» WHAT TO WORK ON
Take the data below and copy exactly the lines starting at the one with "mod severity;" and finishing at the one with "describe the unshifted", both included.

» DATASET EXCERPTS
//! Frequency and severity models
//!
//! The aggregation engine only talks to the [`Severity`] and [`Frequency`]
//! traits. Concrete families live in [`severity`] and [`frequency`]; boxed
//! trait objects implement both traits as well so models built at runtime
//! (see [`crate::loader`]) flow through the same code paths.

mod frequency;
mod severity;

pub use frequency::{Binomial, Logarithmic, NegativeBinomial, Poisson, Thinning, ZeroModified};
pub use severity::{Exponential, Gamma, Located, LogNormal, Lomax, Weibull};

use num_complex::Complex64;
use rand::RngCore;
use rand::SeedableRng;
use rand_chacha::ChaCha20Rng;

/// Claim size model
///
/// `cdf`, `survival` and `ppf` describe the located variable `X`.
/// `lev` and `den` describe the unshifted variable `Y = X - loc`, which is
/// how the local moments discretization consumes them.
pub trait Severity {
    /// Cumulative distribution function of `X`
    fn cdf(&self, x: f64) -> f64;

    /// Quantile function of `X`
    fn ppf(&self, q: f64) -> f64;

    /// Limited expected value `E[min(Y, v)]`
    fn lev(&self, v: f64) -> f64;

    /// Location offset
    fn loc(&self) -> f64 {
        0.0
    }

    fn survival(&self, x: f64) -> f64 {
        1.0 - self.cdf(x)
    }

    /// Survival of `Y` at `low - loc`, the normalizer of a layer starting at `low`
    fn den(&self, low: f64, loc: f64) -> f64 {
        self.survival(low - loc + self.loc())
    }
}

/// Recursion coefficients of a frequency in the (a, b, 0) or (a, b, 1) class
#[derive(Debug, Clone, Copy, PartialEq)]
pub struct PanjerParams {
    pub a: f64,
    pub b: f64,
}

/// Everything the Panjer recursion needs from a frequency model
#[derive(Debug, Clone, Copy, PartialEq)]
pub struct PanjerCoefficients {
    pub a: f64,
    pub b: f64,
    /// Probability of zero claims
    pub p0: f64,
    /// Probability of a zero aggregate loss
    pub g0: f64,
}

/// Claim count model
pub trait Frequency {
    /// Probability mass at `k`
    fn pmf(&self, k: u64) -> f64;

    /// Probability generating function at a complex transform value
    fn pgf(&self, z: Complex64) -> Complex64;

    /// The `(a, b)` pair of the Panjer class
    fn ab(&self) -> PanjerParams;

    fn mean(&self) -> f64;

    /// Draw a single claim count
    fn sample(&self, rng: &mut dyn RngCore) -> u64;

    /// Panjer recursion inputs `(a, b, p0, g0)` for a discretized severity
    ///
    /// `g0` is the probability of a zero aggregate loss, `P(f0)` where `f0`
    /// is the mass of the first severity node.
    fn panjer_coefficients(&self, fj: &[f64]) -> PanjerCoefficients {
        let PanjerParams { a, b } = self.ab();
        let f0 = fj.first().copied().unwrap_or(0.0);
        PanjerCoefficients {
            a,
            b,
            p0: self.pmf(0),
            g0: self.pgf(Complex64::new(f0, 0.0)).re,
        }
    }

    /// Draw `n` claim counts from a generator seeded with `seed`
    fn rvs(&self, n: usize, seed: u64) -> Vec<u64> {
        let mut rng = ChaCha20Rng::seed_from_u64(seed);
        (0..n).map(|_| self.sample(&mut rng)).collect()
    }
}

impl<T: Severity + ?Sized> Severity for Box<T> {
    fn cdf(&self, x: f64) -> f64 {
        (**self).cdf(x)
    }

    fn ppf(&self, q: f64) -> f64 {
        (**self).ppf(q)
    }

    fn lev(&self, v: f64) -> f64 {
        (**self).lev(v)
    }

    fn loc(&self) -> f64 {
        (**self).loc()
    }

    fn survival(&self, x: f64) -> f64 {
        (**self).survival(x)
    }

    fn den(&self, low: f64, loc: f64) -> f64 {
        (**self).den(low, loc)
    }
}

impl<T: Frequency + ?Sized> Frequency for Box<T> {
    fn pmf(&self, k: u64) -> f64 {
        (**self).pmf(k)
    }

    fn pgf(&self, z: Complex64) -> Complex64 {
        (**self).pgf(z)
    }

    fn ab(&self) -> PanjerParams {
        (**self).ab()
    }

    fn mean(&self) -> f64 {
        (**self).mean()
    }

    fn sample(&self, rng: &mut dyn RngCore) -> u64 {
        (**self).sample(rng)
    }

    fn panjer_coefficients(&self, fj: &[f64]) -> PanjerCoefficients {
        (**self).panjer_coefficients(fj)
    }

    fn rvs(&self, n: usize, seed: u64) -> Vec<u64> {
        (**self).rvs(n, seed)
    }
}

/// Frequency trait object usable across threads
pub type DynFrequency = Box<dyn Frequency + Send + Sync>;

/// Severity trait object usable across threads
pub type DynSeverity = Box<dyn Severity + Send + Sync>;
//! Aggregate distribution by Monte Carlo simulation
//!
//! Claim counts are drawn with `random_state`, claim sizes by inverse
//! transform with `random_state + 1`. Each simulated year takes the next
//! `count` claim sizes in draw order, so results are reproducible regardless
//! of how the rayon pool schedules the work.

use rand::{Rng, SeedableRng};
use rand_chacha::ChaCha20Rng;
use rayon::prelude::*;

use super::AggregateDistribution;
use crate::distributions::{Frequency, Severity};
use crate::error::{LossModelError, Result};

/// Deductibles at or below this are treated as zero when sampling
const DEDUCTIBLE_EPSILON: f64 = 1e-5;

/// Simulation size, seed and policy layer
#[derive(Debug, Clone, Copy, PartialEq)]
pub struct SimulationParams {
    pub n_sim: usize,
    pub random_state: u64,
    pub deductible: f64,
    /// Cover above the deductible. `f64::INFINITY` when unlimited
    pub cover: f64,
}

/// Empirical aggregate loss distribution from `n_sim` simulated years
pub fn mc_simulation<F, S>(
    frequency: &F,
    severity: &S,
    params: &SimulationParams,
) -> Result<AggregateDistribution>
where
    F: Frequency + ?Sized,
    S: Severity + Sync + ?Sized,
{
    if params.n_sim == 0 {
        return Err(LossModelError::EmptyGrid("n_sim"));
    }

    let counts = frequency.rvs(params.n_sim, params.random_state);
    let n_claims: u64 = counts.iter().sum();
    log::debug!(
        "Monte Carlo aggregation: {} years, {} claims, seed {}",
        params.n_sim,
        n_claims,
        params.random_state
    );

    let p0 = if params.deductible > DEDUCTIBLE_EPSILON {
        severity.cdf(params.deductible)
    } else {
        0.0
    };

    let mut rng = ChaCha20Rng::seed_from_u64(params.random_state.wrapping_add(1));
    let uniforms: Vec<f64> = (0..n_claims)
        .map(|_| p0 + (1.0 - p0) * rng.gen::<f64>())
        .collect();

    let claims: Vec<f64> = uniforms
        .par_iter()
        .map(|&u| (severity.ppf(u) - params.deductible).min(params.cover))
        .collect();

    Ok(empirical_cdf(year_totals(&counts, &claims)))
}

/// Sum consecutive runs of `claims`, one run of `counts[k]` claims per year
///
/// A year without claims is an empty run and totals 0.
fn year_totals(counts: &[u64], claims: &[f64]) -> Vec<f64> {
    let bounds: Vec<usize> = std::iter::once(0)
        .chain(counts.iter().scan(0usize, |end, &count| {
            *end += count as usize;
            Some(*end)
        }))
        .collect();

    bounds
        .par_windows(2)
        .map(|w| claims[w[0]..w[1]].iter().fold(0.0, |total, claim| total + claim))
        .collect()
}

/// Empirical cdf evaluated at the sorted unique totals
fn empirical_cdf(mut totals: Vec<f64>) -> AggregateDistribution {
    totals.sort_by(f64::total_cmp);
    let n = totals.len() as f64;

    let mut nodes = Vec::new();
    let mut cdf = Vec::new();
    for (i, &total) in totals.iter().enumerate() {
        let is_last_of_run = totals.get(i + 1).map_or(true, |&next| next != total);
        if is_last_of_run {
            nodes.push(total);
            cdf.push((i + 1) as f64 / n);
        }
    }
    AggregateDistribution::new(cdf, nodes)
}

---

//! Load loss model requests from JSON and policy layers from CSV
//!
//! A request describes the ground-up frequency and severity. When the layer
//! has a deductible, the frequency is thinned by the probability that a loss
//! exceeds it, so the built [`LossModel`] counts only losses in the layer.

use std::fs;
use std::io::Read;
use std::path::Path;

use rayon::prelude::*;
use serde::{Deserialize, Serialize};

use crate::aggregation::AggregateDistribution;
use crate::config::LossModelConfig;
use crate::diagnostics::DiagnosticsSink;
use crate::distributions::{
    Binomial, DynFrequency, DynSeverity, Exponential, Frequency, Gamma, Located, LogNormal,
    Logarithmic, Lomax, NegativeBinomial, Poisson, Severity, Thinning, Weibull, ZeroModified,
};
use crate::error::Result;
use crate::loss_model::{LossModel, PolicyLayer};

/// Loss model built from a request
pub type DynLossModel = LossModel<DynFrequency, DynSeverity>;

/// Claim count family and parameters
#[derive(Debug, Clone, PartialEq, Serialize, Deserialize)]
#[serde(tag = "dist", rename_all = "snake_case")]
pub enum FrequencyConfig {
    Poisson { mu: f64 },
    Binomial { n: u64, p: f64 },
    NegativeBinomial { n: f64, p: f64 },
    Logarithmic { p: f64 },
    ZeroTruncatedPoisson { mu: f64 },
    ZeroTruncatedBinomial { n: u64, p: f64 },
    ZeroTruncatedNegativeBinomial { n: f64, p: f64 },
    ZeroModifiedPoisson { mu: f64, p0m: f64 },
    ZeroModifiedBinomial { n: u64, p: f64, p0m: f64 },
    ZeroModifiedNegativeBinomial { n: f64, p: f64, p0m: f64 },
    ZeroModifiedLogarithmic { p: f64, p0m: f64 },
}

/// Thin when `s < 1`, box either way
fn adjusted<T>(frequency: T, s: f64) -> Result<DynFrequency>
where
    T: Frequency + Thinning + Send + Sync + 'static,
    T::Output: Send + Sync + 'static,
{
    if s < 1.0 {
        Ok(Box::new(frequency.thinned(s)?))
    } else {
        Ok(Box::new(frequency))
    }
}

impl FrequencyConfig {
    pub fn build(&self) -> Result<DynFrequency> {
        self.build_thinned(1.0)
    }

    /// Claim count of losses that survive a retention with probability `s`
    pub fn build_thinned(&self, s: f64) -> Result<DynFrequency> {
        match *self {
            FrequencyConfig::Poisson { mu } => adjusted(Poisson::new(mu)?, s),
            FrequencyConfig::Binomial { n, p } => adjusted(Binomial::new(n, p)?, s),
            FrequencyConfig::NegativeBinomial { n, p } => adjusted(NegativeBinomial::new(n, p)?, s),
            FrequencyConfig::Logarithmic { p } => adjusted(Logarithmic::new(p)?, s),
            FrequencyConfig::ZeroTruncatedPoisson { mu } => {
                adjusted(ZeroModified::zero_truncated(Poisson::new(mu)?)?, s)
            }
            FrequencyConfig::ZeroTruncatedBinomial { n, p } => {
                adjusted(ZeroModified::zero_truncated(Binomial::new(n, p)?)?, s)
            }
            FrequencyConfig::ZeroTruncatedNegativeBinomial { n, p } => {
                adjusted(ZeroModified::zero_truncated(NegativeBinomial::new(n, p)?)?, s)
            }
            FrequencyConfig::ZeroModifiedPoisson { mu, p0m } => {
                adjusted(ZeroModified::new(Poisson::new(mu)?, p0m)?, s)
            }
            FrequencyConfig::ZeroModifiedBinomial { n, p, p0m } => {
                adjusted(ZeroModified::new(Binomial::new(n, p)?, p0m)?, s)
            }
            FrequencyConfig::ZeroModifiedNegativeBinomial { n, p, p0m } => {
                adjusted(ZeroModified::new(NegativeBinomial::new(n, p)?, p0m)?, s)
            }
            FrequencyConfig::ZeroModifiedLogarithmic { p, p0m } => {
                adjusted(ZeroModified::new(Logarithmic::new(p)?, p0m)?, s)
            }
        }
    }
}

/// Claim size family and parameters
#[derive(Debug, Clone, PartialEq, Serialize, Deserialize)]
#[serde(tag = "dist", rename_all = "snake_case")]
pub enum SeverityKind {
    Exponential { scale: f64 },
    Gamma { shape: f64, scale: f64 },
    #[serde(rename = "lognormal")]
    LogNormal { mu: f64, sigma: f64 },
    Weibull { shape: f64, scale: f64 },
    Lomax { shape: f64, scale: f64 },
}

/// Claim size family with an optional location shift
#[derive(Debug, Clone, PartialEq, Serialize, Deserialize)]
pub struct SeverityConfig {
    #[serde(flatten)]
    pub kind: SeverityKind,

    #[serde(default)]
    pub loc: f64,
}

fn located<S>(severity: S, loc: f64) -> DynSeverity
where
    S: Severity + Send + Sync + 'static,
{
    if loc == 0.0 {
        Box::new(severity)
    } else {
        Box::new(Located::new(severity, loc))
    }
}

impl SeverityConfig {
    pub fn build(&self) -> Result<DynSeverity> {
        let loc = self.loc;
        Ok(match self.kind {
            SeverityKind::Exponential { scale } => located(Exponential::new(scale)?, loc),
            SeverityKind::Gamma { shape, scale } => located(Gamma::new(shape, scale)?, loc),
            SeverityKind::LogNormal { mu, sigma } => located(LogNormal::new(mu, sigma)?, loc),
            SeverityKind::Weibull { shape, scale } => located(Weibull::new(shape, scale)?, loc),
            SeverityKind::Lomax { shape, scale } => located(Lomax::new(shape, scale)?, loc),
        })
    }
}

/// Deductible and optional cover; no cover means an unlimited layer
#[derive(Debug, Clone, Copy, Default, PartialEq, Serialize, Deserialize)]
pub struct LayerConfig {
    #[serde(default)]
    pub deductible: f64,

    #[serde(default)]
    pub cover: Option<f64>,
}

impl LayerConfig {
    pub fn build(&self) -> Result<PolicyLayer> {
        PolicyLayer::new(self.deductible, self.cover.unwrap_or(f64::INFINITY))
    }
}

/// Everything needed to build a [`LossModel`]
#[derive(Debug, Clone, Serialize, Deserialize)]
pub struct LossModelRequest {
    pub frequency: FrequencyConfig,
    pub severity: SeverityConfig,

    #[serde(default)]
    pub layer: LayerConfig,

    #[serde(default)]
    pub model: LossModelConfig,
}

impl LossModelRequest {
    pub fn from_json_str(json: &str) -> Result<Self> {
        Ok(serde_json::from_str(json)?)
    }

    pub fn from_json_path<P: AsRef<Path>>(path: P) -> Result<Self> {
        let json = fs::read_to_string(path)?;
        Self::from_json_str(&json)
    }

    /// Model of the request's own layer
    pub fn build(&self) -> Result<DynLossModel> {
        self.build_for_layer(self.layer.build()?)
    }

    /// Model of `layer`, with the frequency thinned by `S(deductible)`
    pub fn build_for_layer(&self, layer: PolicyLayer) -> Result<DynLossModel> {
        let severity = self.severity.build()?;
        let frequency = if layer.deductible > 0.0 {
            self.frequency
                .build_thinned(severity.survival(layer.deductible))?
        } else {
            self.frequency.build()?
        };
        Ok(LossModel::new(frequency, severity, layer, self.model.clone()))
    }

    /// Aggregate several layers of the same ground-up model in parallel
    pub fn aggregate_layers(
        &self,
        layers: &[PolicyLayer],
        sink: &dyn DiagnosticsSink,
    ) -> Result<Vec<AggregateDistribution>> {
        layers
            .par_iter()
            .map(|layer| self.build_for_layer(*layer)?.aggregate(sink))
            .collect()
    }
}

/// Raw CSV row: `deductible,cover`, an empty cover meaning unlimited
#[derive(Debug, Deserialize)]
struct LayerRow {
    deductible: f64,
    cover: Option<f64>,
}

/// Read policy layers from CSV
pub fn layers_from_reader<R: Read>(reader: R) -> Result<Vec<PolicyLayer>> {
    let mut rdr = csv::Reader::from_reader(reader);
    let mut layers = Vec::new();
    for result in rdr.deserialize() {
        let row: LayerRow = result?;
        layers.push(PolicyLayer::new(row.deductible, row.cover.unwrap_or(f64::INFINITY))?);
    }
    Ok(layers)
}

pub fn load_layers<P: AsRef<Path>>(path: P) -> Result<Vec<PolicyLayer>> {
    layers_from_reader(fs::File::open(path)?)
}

» WRITTEN ANSWER
mod severity;

pub use frequency::{Binomial, Logarithmic, NegativeBinomial, Poisson, Thinning, ZeroModified};
pub use severity::{Exponential, Gamma, Located, LogNormal, Lomax, Weibull};

use num_complex::Complex64;
use rand::RngCore;
use rand::SeedableRng;
use rand_chacha::ChaCha20Rng;

/// Claim size model
///
/// `cdf`, `survival` and `ppf` describe the located variable `X`.
/// `lev` and `den` describe the unshifted variable `Y = X - loc`, which is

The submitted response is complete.